|With the demise of so many dot-com companies in the past year, the
term "dot-com" has practically become an expletive that’s acceptable even
in the University of Oxford’s revered Bodleian Library (as in, "We lost
to Cambridge, dot-com it!"). But don’t British companies use the .co.uk
or .ac.uk suffixes in their URLs? Well, they do, but the best and
most savvy ones also have a .com suffix so that their sites will
be mirrored in the U.S.—e.g., ingenta.com or catchword.com.
In addition to those two splendid services, there’s xrefer.com, an excellent,
Oxford-based dot-com. This free service masterfully integrates the best
British ready-reference sources via cross-references and cross-links. There
are many excellent, free American dictionaries and encyclopedias that work
mostly in a stand-alone fashion (like the Merriam-Webster Dictionary),
and rarely in an aggregated mode (like Bartleby.com). xrefer goes farther
than any of the other aggregators of ready-reference sources by integrating,
not just aggregating, 50 or so awesome sources through cross-referencing
One of the basic tenets of professional searching is that you must
search several sources to get sufficiently comprehensive results. Within
a certain discipline, Database A may cover many journals that Database
B doesn’t, and vice versa. That’s the reason that more and more professional
online services finally offer multiple database searching simultaneously—a
feature that Dialog introduced nearly 2 decades ago. It’s also the reason
for the popularity of the metasearch engines that simultaneously run the
query against several search engines, as well as for the fairly wide support
of the CrossRef project (http://www.crossref.org)

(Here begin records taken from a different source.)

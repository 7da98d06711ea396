//! GOD Gabor
//!
//! Banks of Gabor wavelet filters arranged as a convolution weight tensor
//! (`height x width x in_channels x out_channels`).
//!
//! # Example
//!
//! ```rust,ignore
//! use god_gabor::{filter_bank, BankConfig, StackMode};
//!
//! let bank = filter_bank(&BankConfig::new(4.0, 2.0).with_mode(StackMode::Crop))?;
//! assert_eq!(bank.shape()[3], 16);
//! ```

#![warn(unreachable_pub)]
#![allow(missing_docs)]

mod bank;
mod error;
mod kernel;

pub use bank::{filter_bank, hard_stack, BankConfig, StackMode};
pub use error::{GaborError, Result};
pub use kernel::{filter_size, gabor_kernel, GaborParams};

/// Version of this crate
pub const VERSION: &str = env!("CARGO_PKG_VERSION");
//! On-disk archive cache
//!
//! One file per synset, `<root>/<synset>.tar`. Presence of the file is the
//! only validity check. Downloads stream into a temporary sibling that is
//! renamed into place once complete, so a reader never observes a partial
//! archive and concurrent writers of the same synset both leave a complete
//! file behind.

use crate::error::{ArchiveError, ArchiveResult};
use std::fmt::{self, Display, Formatter};
use std::io::{self, Write};
use std::path::{Path, PathBuf};
use tempfile::NamedTempFile;

/// Archive file extension
pub const ARCHIVE_EXTENSION: &str = "tar";

/// Directory of downloaded synset archives
#[derive(Debug, Clone, PartialEq, Eq)]
pub struct ArchiveCache {
    root: PathBuf,
}

impl ArchiveCache {
    /// Create cache rooted at `root`
    #[inline]
    #[must_use]
    pub fn new(root: impl Into<PathBuf>) -> Self {
        Self { root: root.into() }
    }

    /// Cache directory
    #[inline]
    #[must_use]
    pub fn root(&self) -> &Path {
        &self.root
    }

    /// Path of the archive for `synset`
    #[inline]
    #[must_use]
    pub fn archive_path(&self, synset: &str) -> PathBuf {
        self.root.join(format!("{synset}.{ARCHIVE_EXTENSION}"))
    }

    /// Check if the archive for `synset` is present
    #[inline]
    #[must_use]
    pub fn contains(&self, synset: &str) -> bool {
        self.archive_path(synset).is_file()
    }
}

/// blake3 digest of a stored archive
#[derive(Debug, Clone, Copy, PartialEq, Eq, Hash)]
pub struct ArchiveDigest([u8; 32]);

impl ArchiveDigest {
    /// Hash archive bytes
    #[must_use]
    pub fn compute(data: &[u8]) -> Self {
        Self(*blake3::hash(data).as_bytes())
    }

    /// Raw digest bytes
    #[inline]
    #[must_use]
    pub fn as_bytes(&self) -> &[u8; 32] {
        &self.0
    }

    /// First 8 bytes as hex, for logs
    #[must_use]
    pub fn short(&self) -> String {
        hex::encode(&self.0[..8])
    }
}

impl Display for ArchiveDigest {
    fn fmt(&self, f: &mut Formatter<'_>) -> fmt::Result {
        f.write_str(&hex::encode(self.0))
    }
}

/// Archive being downloaded, not yet visible at its final path
///
/// Dropping it without [`commit`](Self::commit) removes the temporary file.
pub struct PartialArchive {
    file: NamedTempFile,
    destination: PathBuf,
    hasher: blake3::Hasher,
    len: u64,
}

impl PartialArchive {
    /// Start a download for `destination`, creating its directory if needed
    ///
    /// # Errors
    /// Returns [`ArchiveError::Io`] if the directory or temporary file cannot
    /// be created
    pub fn create(destination: &Path) -> ArchiveResult<Self> {
        let dir = match destination.parent() {
            Some(p) if !p.as_os_str().is_empty() => p,
            _ => Path::new("."),
        };
        std::fs::create_dir_all(dir).map_err(|e| ArchiveError::io_error(dir, e))?;
        let file = tempfile::Builder::new()
            .prefix(".download-")
            .suffix(".part")
            .tempfile_in(dir)
            .map_err(|e| ArchiveError::io_error(dir, e))?;
        Ok(Self {
            file,
            destination: destination.to_path_buf(),
            hasher: blake3::Hasher::new(),
            len: 0,
        })
    }

    /// Append a chunk of the response body
    ///
    /// # Errors
    /// Returns the underlying write error
    pub fn write_chunk(&mut self, chunk: &[u8]) -> io::Result<()> {
        self.file.write_all(chunk)?;
        self.hasher.update(chunk);
        self.len += chunk.len() as u64;
        Ok(())
    }

    /// Bytes written so far
    #[inline]
    #[must_use]
    pub fn len(&self) -> u64 {
        self.len
    }

    /// Check if nothing has been written
    #[inline]
    #[must_use]
    pub fn is_empty(&self) -> bool {
        self.len == 0
    }

    /// Final path of the archive
    #[inline]
    #[must_use]
    pub fn destination(&self) -> &Path {
        &self.destination
    }

    /// Flush to disk and rename into place, replacing any existing file
    ///
    /// # Errors
    /// Returns [`ArchiveError::Io`] if the sync or rename fails. On error no
    /// file is left at the destination.
    pub fn commit(self) -> ArchiveResult<(u64, ArchiveDigest)> {
        let Self {
            mut file,
            destination,
            hasher,
            len,
        } = self;
        file.flush()
            .and_then(|()| file.as_file().sync_all())
            .map_err(|e| ArchiveError::io_error(file.path(), e))?;
        file.persist(&destination)
            .map_err(|e| ArchiveError::io_error(&destination, e.error))?;
        Ok((len, ArchiveDigest(*hasher.finalize().as_bytes())))
    }
}
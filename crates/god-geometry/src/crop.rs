//! Cropping and canvas placement

use crate::error::{GeometryError, Result};
use crate::window::{center_window, index_middle};
use ndarray::{s, Array2, ArrayView2, ArrayViewMut2};

/// Centred square sub-view of side `min(rows, cols)`
///
/// Follows the [`center_window`] rule on the longer axis. The result is a view
/// into `image`; no pixels are copied.
#[must_use]
pub fn square_crop(image: ArrayView2<'_, f32>) -> ArrayView2<'_, f32> {
    let (rows, cols) = image.dim();
    let side = rows.min(cols);
    // side <= both axes, the windows always fit
    let r = rows / 2 - side / 2;
    let c = cols / 2 - side / 2;
    image.slice_move(s![r..r + side, c..c + side])
}

/// Write `image` into the centre of `target`
///
/// Placement uses [`center_window`] on each axis independently.
///
/// # Errors
/// Returns [`GeometryError::WindowTooLarge`] if `image` is larger than `target`
/// along either axis.
pub fn paste_centered(target: &mut ArrayViewMut2<'_, f32>, image: ArrayView2<'_, f32>) -> Result<()> {
    let rows = center_window(target.nrows(), image.nrows())?;
    let cols = center_window(target.ncols(), image.ncols())?;
    target.slice_mut(s![rows, cols]).assign(&image);
    Ok(())
}

/// Square `side x side` array filled with `background`, with `image` centred in it
///
/// # Errors
/// Returns [`GeometryError::WindowTooLarge`] if `image` does not fit
pub fn canvas(image: ArrayView2<'_, f32>, side: usize, background: f32) -> Result<Array2<f32>> {
    let mut out = Array2::from_elem((side, side), background);
    paste_centered(&mut out.view_mut(), image)?;
    Ok(out)
}

/// Expand a 2D image to `rows x cols`, filling the border with `gray`
///
/// Unlike [`canvas`], placement follows [`index_middle`] and the target may be
/// rectangular.
///
/// # Errors
/// Returns [`GeometryError::TargetTooSmall`] if the target is smaller than the
/// image along either axis.
pub fn expand(image: ArrayView2<'_, f32>, rows: usize, cols: usize, gray: f32) -> Result<Array2<f32>> {
    let (h, w) = image.dim();
    if rows < h || cols < w {
        return Err(GeometryError::TargetTooSmall {
            rows: h,
            cols: w,
            target_rows: rows,
            target_cols: cols,
        });
    }
    let mut out = Array2::from_elem((rows, cols), gray);
    let r = index_middle(rows, h)?;
    let c = index_middle(cols, w)?;
    out.slice_mut(s![r, c]).assign(&image);
    Ok(out)
}

#[cfg(test)]
mod tests {
    use super::*;
    use ndarray::array;

    #[test]
    fn square_crop_of_square_is_whole_image() {
        let image = Array2::<f32>::ones((5, 5));
        assert_eq!(square_crop(image.view()).dim(), (5, 5));
    }

    #[test]
    fn square_crop_portrait() {
        let image = Array2::from_shape_fn((7, 4), |(r, _)| r as f32);
        let crop = square_crop(image.view());
        assert_eq!(crop.dim(), (4, 4));
        assert_eq!(crop[[0, 0]], 1.0);
        assert_eq!(crop[[3, 0]], 4.0);
    }

    #[test]
    fn canvas_background_untouched_outside_window() {
        let image = Array2::<f32>::zeros((3, 3));
        let out = canvas(image.view(), 8, 0.5).unwrap();
        // center_window(8, 3) == 3..6
        for ((r, c), v) in out.indexed_iter() {
            let inside = (3..6).contains(&r) && (3..6).contains(&c);
            if inside {
                assert_eq!(*v, 0.0);
            } else {
                assert_eq!(*v, 0.5);
            }
        }
    }

    #[test]
    fn canvas_rejects_oversized_image() {
        let image = Array2::<f32>::zeros((4, 4));
        assert!(canvas(image.view(), 3, 0.5).is_err());
    }

    #[test]
    fn expand_uses_truncating_middle() {
        let image = array![[1.0f32, 2.0, 3.0]];
        let out = expand(image.view(), 1, 6, 0.0).unwrap();
        // index_middle(6, 3) == 1..4
        assert_eq!(out, array![[0.0f32, 1.0, 2.0, 3.0, 0.0, 0.0]]);
    }

    #[test]
    fn expand_rejects_smaller_target() {
        let image = Array2::<f32>::zeros((4, 4));
        assert_eq!(
            expand(image.view(), 3, 6, 0.5),
            Err(GeometryError::TargetTooSmall {
                rows: 4,
                cols: 4,
                target_rows: 3,
                target_cols: 6,
            })
        );
    }
}
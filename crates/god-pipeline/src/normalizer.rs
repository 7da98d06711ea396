//! Stimulus normalization: square crop, resize, place on a gray canvas

use crate::error::{ConfigError, NormalizeError};
use god_archive::RawImage;
use god_geometry::{canvas, resize, square_crop};
use god_records::{encode_png16, RecordResult};
use ndarray::{Array3, ArrayView2, ArrayView3, Axis};
use serde::{Deserialize, Serialize};

/// Side of the resized image content, in pixels
pub const INNER_PX: usize = 500;
/// Side of the canvas the content is placed on, in pixels
pub const CANVAS_PX: usize = 550;
/// Visual angle spanned by the image content, in degrees
pub const STIMULUS_DEGREES: f64 = 12.0;
/// Canvas fill value
pub const BACKGROUND: f32 = 0.5;

/// Presentation geometry of the stimuli
#[derive(Debug, Clone, Copy, PartialEq, Serialize, Deserialize)]
#[serde(default)]
pub struct StimulusGeometry {
    /// Side of the image content
    pub inner_px: usize,
    /// Side of the canvas
    pub canvas_px: usize,
    /// Visual angle of `inner_px`
    pub degrees: f64,
}

impl StimulusGeometry {
    /// Create geometry with the default visual angle
    #[inline]
    #[must_use]
    pub fn new(inner_px: usize, canvas_px: usize) -> Self {
        Self {
            inner_px,
            canvas_px,
            degrees: STIMULUS_DEGREES,
        }
    }

    /// With visual angle of the image content
    #[inline]
    #[must_use]
    pub fn with_degrees(mut self, degrees: f64) -> Self {
        self.degrees = degrees;
        self
    }

    /// Pixels per degree of visual angle
    #[allow(clippy::cast_precision_loss)]
    #[must_use]
    pub fn px_per_degree(&self) -> f64 {
        self.inner_px as f64 / self.degrees
    }

    /// Degrees of visual angle per pixel
    #[allow(clippy::cast_precision_loss)]
    #[must_use]
    pub fn degrees_per_px(&self) -> f64 {
        self.degrees / self.inner_px as f64
    }

    /// Visual angle spanned by the whole canvas
    #[allow(clippy::cast_precision_loss)]
    #[must_use]
    pub fn canvas_degrees(&self) -> f64 {
        self.canvas_px as f64 * self.degrees_per_px()
    }

    /// Check the sizes are usable
    ///
    /// # Errors
    /// Returns [`ConfigError::Invalid`] if `inner_px` is zero, exceeds
    /// `canvas_px`, or `degrees` is not a positive finite number
    pub fn validate(&self) -> Result<(), ConfigError> {
        if self.inner_px == 0 {
            return Err(ConfigError::invalid("geometry.inner_px", "must be positive"));
        }
        if self.inner_px > self.canvas_px {
            return Err(ConfigError::invalid(
                "geometry.inner_px",
                format!("{} exceeds canvas size {}", self.inner_px, self.canvas_px),
            ));
        }
        if !(self.degrees.is_finite() && self.degrees > 0.0) {
            return Err(ConfigError::invalid(
                "geometry.degrees",
                format!("{} is not a positive angle", self.degrees),
            ));
        }
        Ok(())
    }
}

impl Default for StimulusGeometry {
    fn default() -> Self {
        Self::new(INNER_PX, CANVAS_PX)
    }
}

/// `canvas x canvas x 1` stimulus tensor
#[derive(Debug, Clone, PartialEq)]
pub struct NormalizedTensor(Array3<f32>);

impl NormalizedTensor {
    /// Canvas side
    #[inline]
    #[must_use]
    pub fn side(&self) -> usize {
        self.0.shape()[0]
    }

    /// Full tensor including the channel axis
    #[inline]
    #[must_use]
    pub fn view(&self) -> ArrayView3<'_, f32> {
        self.0.view()
    }

    /// The single channel as a 2D image
    #[inline]
    #[must_use]
    pub fn image(&self) -> ArrayView2<'_, f32> {
        self.0.index_axis(Axis(2), 0)
    }

    /// 16-bit grayscale PNG of the tensor
    ///
    /// # Errors
    /// Returns the codec error if encoding fails
    pub fn to_png16(&self) -> RecordResult<Vec<u8>> {
        encode_png16(self.image())
    }

    /// Take the tensor
    #[inline]
    #[must_use]
    pub fn into_inner(self) -> Array3<f32> {
        self.0
    }
}

/// Turns decoded images into fixed-geometry stimulus tensors
#[derive(Debug, Clone, Copy, PartialEq)]
pub struct Normalizer {
    geometry: StimulusGeometry,
    background: f32,
}

impl Default for Normalizer {
    fn default() -> Self {
        Self::new(StimulusGeometry::default())
    }
}

impl Normalizer {
    /// Create normalizer for `geometry` on a mid-gray canvas
    #[inline]
    #[must_use]
    pub fn new(geometry: StimulusGeometry) -> Self {
        Self {
            geometry,
            background: BACKGROUND,
        }
    }

    /// With canvas fill value
    #[inline]
    #[must_use]
    pub fn with_background(mut self, background: f32) -> Self {
        self.background = background;
        self
    }

    /// Geometry in use
    #[inline]
    #[must_use]
    pub fn geometry(&self) -> &StimulusGeometry {
        &self.geometry
    }

    /// Crop to the centred square, resize to `inner_px`, centre on the canvas
    ///
    /// # Errors
    /// - [`NormalizeError::Geometry`] for empty images or unusable sizes
    /// - [`NormalizeError::NonFinite`] if any output pixel is NaN or infinite
    pub fn normalize(&self, raw: &RawImage) -> Result<NormalizedTensor, NormalizeError> {
        let inner = self.geometry.inner_px;
        let cropped = square_crop(raw.view());
        let resized = resize(cropped, inner, inner)?;
        let placed = canvas(resized.view(), self.geometry.canvas_px, self.background)?;

        let count = placed.iter().filter(|v| !v.is_finite()).count();
        if count > 0 {
            return Err(NormalizeError::NonFinite { count });
        }
        Ok(NormalizedTensor(placed.insert_axis(Axis(2))))
    }
}

#[cfg(test)]
mod tests {
    use super::*;
    use god_geometry::{center_window, GeometryError};
    use ndarray::{s, Array2};
    use proptest::prelude::*;

    fn raw(rows: usize, cols: usize, f: impl Fn(usize, usize) -> f32) -> RawImage {
        RawImage::from_pixels(Array2::from_shape_fn((rows, cols), |(r, c)| f(r, c)))
    }

    #[test]
    fn default_geometry_shape() {
        let tensor = Normalizer::default()
            .normalize(&raw(40, 60, |_, _| 0.2))
            .unwrap();
        assert_eq!(tensor.view().shape(), &[550, 550, 1]);
        assert_eq!(tensor.side(), 550);
        let inner = tensor.image().slice(s![25..525, 25..525]).to_owned();
        assert!(inner.iter().all(|&v| (v - 0.2).abs() < 1e-6));
    }

    #[test]
    fn identity_when_square_input_matches_inner_size() {
        for side in [7usize, 8] {
            let normalizer = Normalizer::new(StimulusGeometry::new(side, side + 3));
            let image = raw(side, side, |r, c| ((r * side + c) % 5) as f32 / 4.0);
            let tensor = normalizer.normalize(&image).unwrap();
            let window = center_window(side + 3, side).unwrap();
            let inner = tensor.image().slice(s![window.clone(), window]).to_owned();
            for (a, b) in inner.iter().zip(image.view().iter()) {
                assert!((a - b).abs() < 1e-6);
            }
        }
    }

    #[test]
    fn non_finite_input_is_rejected() {
        let image = raw(4, 4, |r, c| if (r, c) == (1, 1) { f32::NAN } else { 0.3 });
        let err = Normalizer::new(StimulusGeometry::new(4, 6))
            .normalize(&image)
            .unwrap_err();
        assert!(matches!(err, NormalizeError::NonFinite { .. }));
    }

    #[test]
    fn empty_image_is_a_geometry_error() {
        let err = Normalizer::default()
            .normalize(&RawImage::from_pixels(Array2::zeros((0, 5))))
            .unwrap_err();
        assert!(matches!(err, NormalizeError::Geometry(GeometryError::EmptyImage { .. })));
    }

    #[test]
    fn visual_angle_conversions() {
        let geometry = StimulusGeometry::default();
        assert!((geometry.px_per_degree() - 500.0 / 12.0).abs() < 1e-12);
        assert!((geometry.degrees_per_px() * geometry.px_per_degree() - 1.0).abs() < 1e-12);
        assert!((geometry.canvas_degrees() - 13.2).abs() < 1e-9);
    }

    #[test]
    fn geometry_validation() {
        assert!(StimulusGeometry::default().validate().is_ok());
        assert!(StimulusGeometry::new(0, 10).validate().is_err());
        assert!(StimulusGeometry::new(11, 10).validate().is_err());
        assert!(StimulusGeometry::new(10, 10).with_degrees(0.0).validate().is_err());
    }

    proptest! {
        #[test]
        fn background_is_exactly_mid_gray(
            rows in 1usize..24,
            cols in 1usize..24,
            inner in 1usize..16,
            margin in 0usize..9,
        ) {
            let canvas_px = inner + margin;
            let image = raw(rows, cols, |r, c| ((r * 7 + c * 3) % 11) as f32 / 10.0);
            let tensor = Normalizer::new(StimulusGeometry::new(inner, canvas_px))
                .normalize(&image)
                .unwrap();
            let window = center_window(canvas_px, inner).unwrap();
            for ((r, c), &v) in tensor.image().indexed_iter() {
                let inside = window.contains(&r) && window.contains(&c);
                if !inside {
                    prop_assert_eq!(v, 0.5);
                }
            }
        }
    }
}
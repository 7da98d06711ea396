//! Run summaries and the persisted failure report

use crate::error::EncodeError;
use chrono::{DateTime, Utc};
use serde::{Deserialize, Serialize};
use std::fmt::{self, Display, Formatter};
use std::path::{Path, PathBuf};

/// Suffix of the failure report written next to the record file
pub const FAILURE_REPORT_SUFFIX: &str = "failures.json";

/// Pipeline step in which an identifier was skipped
#[derive(Debug, Clone, Copy, PartialEq, Eq, Hash, Serialize, Deserialize)]
#[serde(rename_all = "snake_case")]
pub enum FailureStage {
    Fetching,
    Extracting,
    Normalizing,
    Writing,
}

impl Display for FailureStage {
    fn fmt(&self, f: &mut Formatter<'_>) -> fmt::Result {
        f.write_str(match self {
            Self::Fetching => "fetching",
            Self::Extracting => "extracting",
            Self::Normalizing => "normalizing",
            Self::Writing => "writing",
        })
    }
}

/// One skipped identifier
#[derive(Debug, Clone, PartialEq, Eq, Serialize, Deserialize)]
pub struct FailedIdentifier {
    pub identifier: String,
    pub stage: FailureStage,
    pub reason: String,
}

/// Counts of one encode pass
#[derive(Debug, Clone, Default, PartialEq, Eq, Serialize, Deserialize)]
pub struct EncodeSummary {
    /// Records appended, in input order
    pub records: usize,
    /// Skipped identifiers, in input order
    pub failures: Vec<FailedIdentifier>,
}

impl EncodeSummary {
    /// Number of records written
    #[inline]
    #[must_use]
    pub fn record_count(&self) -> usize {
        self.records
    }

    /// Number of identifiers skipped
    #[inline]
    #[must_use]
    pub fn failure_count(&self) -> usize {
        self.failures.len()
    }
}

/// Summary of [`crate::DatasetEncoder::encode_list`], as persisted
#[derive(Debug, Clone, PartialEq, Eq, Serialize, Deserialize)]
pub struct EncodeReport {
    pub list: PathBuf,
    pub output: PathBuf,
    pub started_at: DateTime<Utc>,
    pub finished_at: DateTime<Utc>,
    pub records: usize,
    pub failed: usize,
    pub failures: Vec<FailedIdentifier>,
}

impl EncodeReport {
    /// Build report from a finished pass
    #[must_use]
    pub fn new(
        list: PathBuf,
        output: PathBuf,
        started_at: DateTime<Utc>,
        finished_at: DateTime<Utc>,
        summary: EncodeSummary,
    ) -> Self {
        Self {
            list,
            output,
            started_at,
            finished_at,
            records: summary.records,
            failed: summary.failures.len(),
            failures: summary.failures,
        }
    }

    /// Write as pretty JSON
    ///
    /// # Errors
    /// Returns [`EncodeError::Report`] if serialization or the write fails
    pub fn write_json(&self, path: &Path) -> Result<(), EncodeError> {
        let report_error = |source| EncodeError::Report {
            path: path.to_path_buf(),
            source,
        };
        let json = serde_json::to_vec_pretty(self).map_err(|e| report_error(e.into()))?;
        std::fs::write(path, json).map_err(report_error)
    }

    /// Read a report written by [`write_json`](Self::write_json)
    ///
    /// # Errors
    /// Returns [`EncodeError::Report`] if the file is missing or not a report
    pub fn read_json(path: &Path) -> Result<Self, EncodeError> {
        let report_error = |source| EncodeError::Report {
            path: path.to_path_buf(),
            source,
        };
        let bytes = std::fs::read(path).map_err(report_error)?;
        serde_json::from_slice(&bytes).map_err(|e| report_error(e.into()))
    }
}
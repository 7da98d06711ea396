//! Reading encoded datasets back for training

use god_records::{decode_png16, read_examples, RecordResult};
use ndarray::{Array3, Axis};
use std::path::Path;

/// Subtracted from decoded intensities so mid-gray becomes zero
pub const CENTER_OFFSET: f32 = 0.5;

/// One decoded record
#[derive(Debug, Clone, PartialEq)]
pub struct DatasetItem {
    /// `rows x cols x 1`, mid-gray at zero
    pub image: Array3<f32>,
    /// Image identifier
    pub name: String,
}

/// Iterate `(image - 0.5, name)` pairs of a record file, in file order
///
/// # Errors
/// Returns an error if the file cannot be opened; corrupt records and
/// undecodable images are yielded as errors by the iterator
pub fn load_dataset(path: &Path) -> RecordResult<impl Iterator<Item = RecordResult<DatasetItem>>> {
    let examples = read_examples(path)?;
    Ok(examples.map(|example| {
        let example = example?;
        let mut pixels = decode_png16(&example.image)?;
        pixels -= CENTER_OFFSET;
        Ok(DatasetItem {
            image: pixels.insert_axis(Axis(2)),
            name: example.name,
        })
    }))
}
//! Error types for normalization and encoding
//!
//! [`NormalizeError`] is per-image and gets counted by the encoder.
//! [`EncodeError`] ends the run.

use god_archive::ArchiveError;
use god_geometry::GeometryError;
use god_records::RecordError;
use std::path::PathBuf;

/// Why an image could not be normalized
#[derive(Debug, Clone, PartialEq, thiserror::Error)]
pub enum NormalizeError {
    /// Crop, resize or placement failed
    #[error(transparent)]
    Geometry(#[from] GeometryError),

    /// Result contains NaN or infinite pixels
    #[error("normalized image has {count} non-finite pixels")]
    NonFinite { count: usize },
}

/// Problems with the image list
#[derive(Debug, thiserror::Error)]
pub enum ManifestError {
    /// List cannot be read
    #[error("io error at {path}: {source}")]
    Io {
        path: PathBuf,
        #[source]
        source: std::io::Error,
    },

    /// Row does not have the expected column count
    #[error("line {line}: expected {expected} columns, found {found}")]
    Malformed {
        line: usize,
        expected: usize,
        found: usize,
    },

    /// Last column is not a usable identifier
    #[error("line {line}: {source}")]
    Identifier {
        line: usize,
        #[source]
        source: ArchiveError,
    },
}

/// Invalid or unreadable configuration
#[derive(Debug, thiserror::Error)]
pub enum ConfigError {
    /// Config file cannot be read
    #[error("io error at {path}: {source}")]
    Io {
        path: PathBuf,
        #[source]
        source: std::io::Error,
    },

    /// Config file is not valid TOML for [`crate::EncoderConfig`]
    #[error("invalid config: {0}")]
    Parse(#[from] toml::de::Error),

    /// Field value out of range
    #[error("invalid {field}: {reason}")]
    Invalid { field: &'static str, reason: String },

    /// Username or access key is empty
    #[error("archive service credentials are missing")]
    MissingCredentials,
}

impl ConfigError {
    /// Create out-of-range error
    pub fn invalid(field: &'static str, reason: impl Into<String>) -> Self {
        Self::Invalid {
            field,
            reason: reason.into(),
        }
    }
}

/// Run-level failures of the dataset encoder
#[derive(Debug, thiserror::Error)]
pub enum EncodeError {
    /// Configuration rejected
    #[error(transparent)]
    Config(#[from] ConfigError),

    /// Image list rejected
    #[error(transparent)]
    Manifest(#[from] ManifestError),

    /// Output record file already present
    #[error("{0} already exists")]
    OutputExists(PathBuf),

    /// List path has no usable file stem
    #[error("cannot derive an output name from {0}")]
    InvalidListName(PathBuf),

    /// Record sink failed; the output may be incomplete
    #[error("record sink failed: {0}")]
    Sink(#[source] RecordError),

    /// Archive client could not be built
    #[error(transparent)]
    Archive(#[from] ArchiveError),

    /// Failure report could not be written
    #[error("failed to write report {path}: {source}")]
    Report {
        path: PathBuf,
        #[source]
        source: std::io::Error,
    },

    /// Filesystem error at a known path
    #[error("io error at {path}: {source}")]
    Io {
        path: PathBuf,
        #[source]
        source: std::io::Error,
    },
}

impl EncodeError {
    /// Create IO error for path
    pub fn io_error(path: impl Into<PathBuf>, source: std::io::Error) -> Self {
        Self::Io {
            path: path.into(),
            source,
        }
    }
}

among publishers that link to each other’s full-text archives. Much of
the cross-linking between these archives is based on SFX software (http://www.sfxit.com),
the brainchild of Herbert Van de Sompel, a professor at Cornell who developed
it while still a doctoral student.
xrefer.com is a different story, as the company is building this ready-reference
mega-database in house from the files supplied by the original content
creators, weaving their local web of cross-references and cross-links.
Complement and Corroborate
In ready-reference services, simultaneously using multiple sources
not only enhances the information from one source with further details
from another, but also corroborates the facts reported by one source. The
Bartleby.com site—which deserves praise for pioneering the creation of
a high-quality reference suite—offers searching in one fell swoop. Among
many others, it contains the most current editions of the American Heritage
Dictionary; Brewer’s Dictionary of Phrase and Fable; the just-updated (in
February) Columbia Encyclopedia, sixth edition; various Roget’s thesauri;
the CIA’s World Factbook; and two quotation dictionaries.
So, a search in Bartleby.com about, say, the centaur Nessus brings up
an entry about him from the encyclopedia, as well as another about Hercules,
a quote from Antony and Cleopatra from Bartlett’s Familiar Quotations
("Now the shirt of Nessus is upon me"), and several entries from the Dictionary
of Phrase and Fable—along with irrelevant hits.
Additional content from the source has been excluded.